INFORMATION SUPPLIED:

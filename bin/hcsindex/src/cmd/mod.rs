//! Command implementations.

use std::path::Path;

use color_eyre::eyre::{Result, WrapErr};
use hcsindex_core::Config;
use hcsindex_search::SectionIndex;

pub mod build;
pub mod check;
pub mod fetch;
pub mod link;
pub mod locate;
pub mod resolve;
pub mod search;
pub mod serve;

/// Load the configuration file, falling back to defaults when it is absent.
///
/// `HCSINDEX__SECTION__KEY` environment variables override file values.
pub(crate) fn load_config(config_path: &Path) -> Result<Config> {
    let config = Config::load_with_env(config_path).wrap_err("Failed to load configuration")?;
    tracing::debug!(?config, "Loaded configuration");
    Ok(config)
}

/// Load the section index named by the configuration.
pub(crate) fn load_index(config: &Config) -> Result<SectionIndex> {
    SectionIndex::load(&config.paths.manifest).wrap_err("Failed to load the section index")
}
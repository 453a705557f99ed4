//! Build orchestration.
//!
//! Scans every PDF in the document directory and assembles the manifest.

use std::{
    collections::HashSet,
    path::{Path, PathBuf},
    time::Instant,
};

use hcsindex_core::{
    Config, CoreError, DocumentInfo, Manifest, SectionRecord, config::BuildConfig,
};
use thiserror::Error;
use tracing::{debug, info, warn};
use walkdir::WalkDir;

use crate::{
    bio::{BIO_THEME, is_bio_document, parse_bio_lines},
    extract::{PageSource, PdfDocument},
    patterns::{PatternError, PatternTable},
    toc::{looks_like_toc, parse_toc_lines},
};

/// Build errors.
#[derive(Debug, Error)]
pub enum BuildError {
    /// The document directory does not exist.
    #[error("PDF directory not found: {0}, run `hcsindex fetch` first")]
    MissingPdfDir(PathBuf),

    /// The document directory holds no PDFs.
    #[error("no PDF files found in {0}")]
    NoDocuments(PathBuf),

    /// IO error.
    #[error("IO error: {0}")]
    Io(#[from] std::io::Error),

    /// Directory walk error.
    #[error("walk error: {0}")]
    Walk(#[from] walkdir::Error),

    /// Pattern table error.
    #[error("pattern error: {0}")]
    Pattern(#[from] PatternError),

    /// Manifest persistence error.
    #[error(transparent)]
    Core(#[from] CoreError),
}

/// Result type for build operations.
pub type Result<T> = std::result::Result<T, BuildError>;

/// Build statistics.
#[derive(Debug, Clone, Default)]
pub struct BuildStats {
    /// Number of documents indexed.
    pub documents: usize,

    /// Documents that could not be read, with the reason.
    pub failed: Vec<(String, String)>,

    /// Number of section records emitted.
    pub records: usize,

    /// Number of pages whose text was extracted.
    pub pages_scanned: usize,

    /// Number of table-of-contents entries parsed.
    pub toc_entries: usize,

    /// Table-of-contents entries pointing outside their document.
    pub dropped_out_of_range: usize,

    /// Build duration in milliseconds.
    pub duration_ms: u64,
}

/// The sections found in one document.
#[derive(Debug, Clone)]
pub struct IndexedDocument {
    /// Document metadata.
    pub info: DocumentInfo,

    /// Records in page order.
    pub records: Vec<SectionRecord>,

    /// Pages whose text was extracted.
    pub pages_scanned: usize,

    /// Table-of-contents entries parsed.
    pub toc_entries: usize,

    /// Table-of-contents entries dropped for pointing outside the document.
    pub dropped_out_of_range: usize,
}

/// Manifest builder that orchestrates the scan of all documents.
#[derive(Debug)]
pub struct ManifestBuilder {
    patterns: PatternTable,
    options: BuildConfig,
    pdf_dir: PathBuf,
}

impl ManifestBuilder {
    /// Create a builder from the configuration.
    pub fn new(config: &Config) -> Result<Self> {
        let patterns = PatternTable::compile(&config.label_patterns(), config.build.min_label_len)?;
        debug!(patterns = patterns.len(), "compiled label patterns");

        Ok(Self {
            patterns,
            options: config.build.clone(),
            pdf_dir: config.paths.pdf_dir.clone(),
        })
    }

    /// Set the document directory.
    #[must_use]
    pub fn with_pdf_dir(mut self, dir: impl Into<PathBuf>) -> Self {
        self.pdf_dir = dir.into();
        self
    }

    /// PDF files in the document directory, sorted by file name.
    pub fn find_documents(&self) -> Result<Vec<PathBuf>> {
        if !self.pdf_dir.is_dir() {
            return Err(BuildError::MissingPdfDir(self.pdf_dir.clone()));
        }

        let mut documents = Vec::new();
        for entry in WalkDir::new(&self.pdf_dir)
            .min_depth(1)
            .max_depth(1)
            .sort_by_file_name()
        {
            let entry = entry?;
            let is_pdf = entry
                .path()
                .extension()
                .is_some_and(|ext| ext.eq_ignore_ascii_case("pdf"));
            if entry.file_type().is_file() && is_pdf {
                documents.push(entry.into_path());
            }
        }

        Ok(documents)
    }

    /// Scan every document and assemble the manifest.
    pub fn build(&self) -> Result<(Manifest, BuildStats)> {
        let start = Instant::now();
        let mut stats = BuildStats::default();

        let paths = self.find_documents()?;
        if paths.is_empty() {
            return Err(BuildError::NoDocuments(self.pdf_dir.clone()));
        }

        info!(
            dir = %self.pdf_dir.display(),
            documents = paths.len(),
            "starting build"
        );

        let mut documents = Vec::with_capacity(paths.len());
        let mut records = Vec::new();

        for path in &paths {
            let document_id = document_id(path);

            let source = match PdfDocument::open(path) {
                Ok(source) => source,
                Err(e) => {
                    warn!(document = %document_id, error = %e, "skipping unreadable document");
                    stats.failed.push((document_id, e.to_string()));
                    continue;
                }
            };

            let indexed = self.index_document(&document_id, &source);
            info!(
                document = %document_id,
                pages = indexed.info.total_pages,
                sections = indexed.records.len(),
                "indexed document"
            );

            stats.pages_scanned += indexed.pages_scanned;
            stats.toc_entries += indexed.toc_entries;
            stats.dropped_out_of_range += indexed.dropped_out_of_range;
            documents.push(indexed.info);
            records.extend(indexed.records);
        }

        let manifest = Manifest::new(documents, records);
        stats.documents = manifest.documents.len();
        stats.records = manifest.len();
        stats.duration_ms = start.elapsed().as_millis() as u64;

        info!(
            documents = stats.documents,
            failed = stats.failed.len(),
            records = stats.records,
            pages_scanned = stats.pages_scanned,
            toc_entries = stats.toc_entries,
            dropped_out_of_range = stats.dropped_out_of_range,
            duration_ms = stats.duration_ms,
            "build complete"
        );

        Ok((manifest, stats))
    }

    /// Build the manifest and write it to `path`.
    pub fn build_and_write(&self, path: &Path) -> Result<(Manifest, BuildStats)> {
        let (manifest, stats) = self.build()?;
        manifest.write_to_file(path)?;
        info!(path = %path.display(), "wrote manifest");
        Ok((manifest, stats))
    }

    /// Extract the sections of a single document.
    pub fn index_document(&self, document_id: &str, source: &dyn PageSource) -> IndexedDocument {
        let total_pages = source.page_count();
        let scan_limit = match self.options.max_scan_pages {
            0 => total_pages,
            max => max.min(total_pages),
        };
        let toc_limit = if self.options.scan_toc {
            self.options.toc_max_pages.min(total_pages)
        } else {
            0
        };
        let bio = is_bio_document(document_id, &self.options.bio_marker);

        let mut indexed = IndexedDocument {
            info: DocumentInfo::new(document_id, total_pages),
            records: Vec::new(),
            pages_scanned: 0,
            toc_entries: 0,
            dropped_out_of_range: 0,
        };
        let mut bio_records = Vec::new();

        for page in 1..=scan_limit.max(toc_limit) {
            let text = match source.page_text(page) {
                Ok(text) => text,
                Err(e) => {
                    warn!(document = %document_id, page, error = %e, "could not extract page text");
                    String::new()
                }
            };
            indexed.pages_scanned += 1;

            if bio && page <= scan_limit {
                bio_records.extend(parse_bio_lines(&text).into_iter().map(|label| {
                    SectionRecord::new(document_id, page, "", BIO_THEME, label)
                }));
            }

            if page <= toc_limit && looks_like_toc(&text) && self.scan_toc_page(&mut indexed, &text)
            {
                debug!(document = %document_id, page, "table of contents page");
                continue;
            }

            if page > scan_limit {
                continue;
            }

            if let Some(found) = self.patterns.first_match(&text) {
                debug!(
                    document = %document_id,
                    page,
                    pattern = %found.pattern,
                    label = %found.raw_label,
                    "section heading"
                );
                indexed.records.push(SectionRecord::new(
                    document_id,
                    page,
                    found.style,
                    found.theme,
                    found.raw_label,
                ));
            }
        }

        if bio {
            if bio_records.is_empty() {
                warn!(document = %document_id, "no biography entries found, using section headings");
            } else {
                indexed.records = bio_records;
            }
        }

        indexed.records = dedupe_and_sort(indexed.records);
        indexed
    }

    /// Parse a table-of-contents page into records. Returns whether the page
    /// held any entries.
    fn scan_toc_page(&self, indexed: &mut IndexedDocument, text: &str) -> bool {
        let entries = parse_toc_lines(text);
        if entries.is_empty() {
            return false;
        }

        indexed.toc_entries += entries.len();
        for entry in entries {
            if !indexed.info.contains_page(entry.page) {
                debug!(
                    document = %indexed.info.document_id,
                    label = %entry.label,
                    page = entry.page,
                    "dropping out-of-range table of contents entry"
                );
                indexed.dropped_out_of_range += 1;
                continue;
            }

            let label = self.patterns.classify(&entry.label);
            indexed.records.push(SectionRecord::new(
                indexed.info.document_id.clone(),
                entry.page,
                label.style,
                label.theme,
                label.raw_label,
            ));
        }

        true
    }
}

fn document_id(path: &Path) -> String {
    path.file_name()
        .map(|name| name.to_string_lossy().into_owned())
        .unwrap_or_default()
}

/// Drop repeated `(page, label)` pairs and order by page, keeping discovery
/// order within a page.
fn dedupe_and_sort(records: Vec<SectionRecord>) -> Vec<SectionRecord> {
    let mut seen = HashSet::new();
    let mut records: Vec<_> = records
        .into_iter()
        .filter(|r| seen.insert((r.page_number, r.raw_label.to_lowercase())))
        .collect();
    records.sort_by_key(|r| r.page_number);
    records
}
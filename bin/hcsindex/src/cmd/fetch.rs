//! Fetch command - downloads the source PDFs

use std::{path::Path, time::Instant};

use color_eyre::eyre::{Result, WrapErr, bail};
use hcsindex_manifest::{Fetcher, collect_sources, write_template_list};

use super::load_config;

/// Run the fetch command.
///
/// Downloads every configured source that is not already present.
pub fn run(config_path: &Path, force: bool) -> Result<()> {
    let start = Instant::now();
    tracing::info!(?config_path, force, "Starting fetch");

    let config = load_config(config_path)?;

    let Some(sources) =
        collect_sources(&config.fetch).wrap_err("Failed to read the source list")?
    else {
        write_template_list(&config.fetch.list_file, &config.viewer.document_base_url)
            .wrap_err("Failed to write the template source list")?;

        println!();
        println!(
            "  Created {} with the known documents.",
            config.fetch.list_file.display()
        );
        println!("  Edit it to list every PDF URL, then run `hcsindex fetch` again.");
        println!();
        return Ok(());
    };

    if sources.is_empty() {
        bail!("No sources listed in {}", config.fetch.list_file.display());
    }

    let report = Fetcher::new(&config.paths.pdf_dir)
        .with_force(force)
        .fetch_all(&sources)
        .wrap_err("Fetch failed")?;

    println!();
    println!("  Downloaded: {}", report.downloaded.len());
    println!("  Skipped:    {}", report.skipped.len());
    println!("  Failed:     {}", report.failed.len());
    println!();
    println!("  Duration:   {:.2}s", start.elapsed().as_secs_f64());
    println!("  Directory:  {}", config.paths.pdf_dir.display());
    println!();

    for (url, reason) in &report.failed {
        println!("  ✗ {url}: {reason}");
    }

    if !report.failed.is_empty() && report.failed.len() == report.total() {
        bail!("All {} downloads failed", report.failed.len());
    }

    Ok(())
}
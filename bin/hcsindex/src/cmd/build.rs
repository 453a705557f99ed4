//! Build command - scans the PDFs and writes the manifest

use std::{path::Path, time::Instant};

use color_eyre::eyre::{Result, WrapErr};
use hcsindex_manifest::ManifestBuilder;

use super::load_config;

/// Run the build command.
///
/// Rebuilds the manifest from every PDF in the document directory, then
/// validates the result.
pub fn run(config_path: &Path) -> Result<()> {
    let start = Instant::now();
    tracing::info!(?config_path, "Starting build");

    let config = load_config(config_path)?;
    let output = &config.paths.manifest;

    let builder = ManifestBuilder::new(&config).wrap_err("Invalid label patterns")?;
    let (manifest, stats) = builder.build_and_write(output).wrap_err("Build failed")?;

    let duration = start.elapsed();

    // Print build statistics
    println!();
    println!("  Build completed successfully!");
    println!();
    println!("  Documents:  {}", stats.documents);
    println!("  Failed:     {}", stats.failed.len());
    println!("  Sections:   {}", stats.records);
    println!("  Pages:      {}", stats.pages_scanned);
    println!("  ToC lines:  {}", stats.toc_entries);
    println!("  Dropped:    {}", stats.dropped_out_of_range);
    println!();
    println!("  Duration:   {:.2}s", duration.as_secs_f64());
    println!("  Output:     {}", output.display());
    println!();

    for (document, reason) in &stats.failed {
        println!("  ✗ {document}: {reason}");
    }

    let report = manifest.validate();
    if report.has_errors() || report.has_warnings() {
        println!("  Validation:");
        for err in &report.errors {
            println!("  ✗ {err}");
        }
        for warn in &report.warnings {
            println!("  ⚠ {warn}");
        }
        println!();
    }

    tracing::info!(?stats, ?duration, "Build completed successfully");

    Ok(())
}
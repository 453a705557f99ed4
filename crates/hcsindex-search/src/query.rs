//! Query and label normalization.

use std::collections::BTreeSet;

/// Normalize text for comparison: lowercase, trimmed, internal whitespace
/// collapsed to single spaces.
pub fn normalize(text: &str) -> String {
    text.split_whitespace()
        .map(str::to_lowercase)
        .collect::<Vec<_>>()
        .join(" ")
}

/// Distinct lowercase whitespace tokens with edge punctuation trimmed.
pub fn tokenize(text: &str) -> BTreeSet<String> {
    text.split_whitespace()
        .map(|word| word.trim_matches(|c: char| !c.is_alphanumeric()))
        .filter(|word| !word.is_empty())
        .map(str::to_lowercase)
        .collect()
}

REQUIRED ACTION: Stopping at the line containing "pub(crate) fn load_index(config: &Config)", please repeat exactly every line from the very start of the entries, that line included, and nothing more.

EXERCISE RESULT:
filename bin/hcsindex/src/cmd/mod.rs
//! Command implementations.

use std::path::Path;

use color_eyre::eyre::{Result, WrapErr};
use hcsindex_core::Config;
use hcsindex_search::SectionIndex;

pub mod build;
pub mod check;
pub mod fetch;
pub mod link;
pub mod locate;
pub mod resolve;
pub mod search;
pub mod serve;

/// Load the configuration file, falling back to defaults when it is absent.
///
/// `HCSINDEX__SECTION__KEY` environment variables override file values.
pub(crate) fn load_config(config_path: &Path) -> Result<Config> {
    let config = Config::load_with_env(config_path).wrap_err("Failed to load configuration")?;
    tracing::debug!(?config, "Loaded configuration");
    Ok(config)
}

/// Load the section index named by the configuration.
pub(crate) fn load_index(config: &Config) -> Result<SectionIndex> {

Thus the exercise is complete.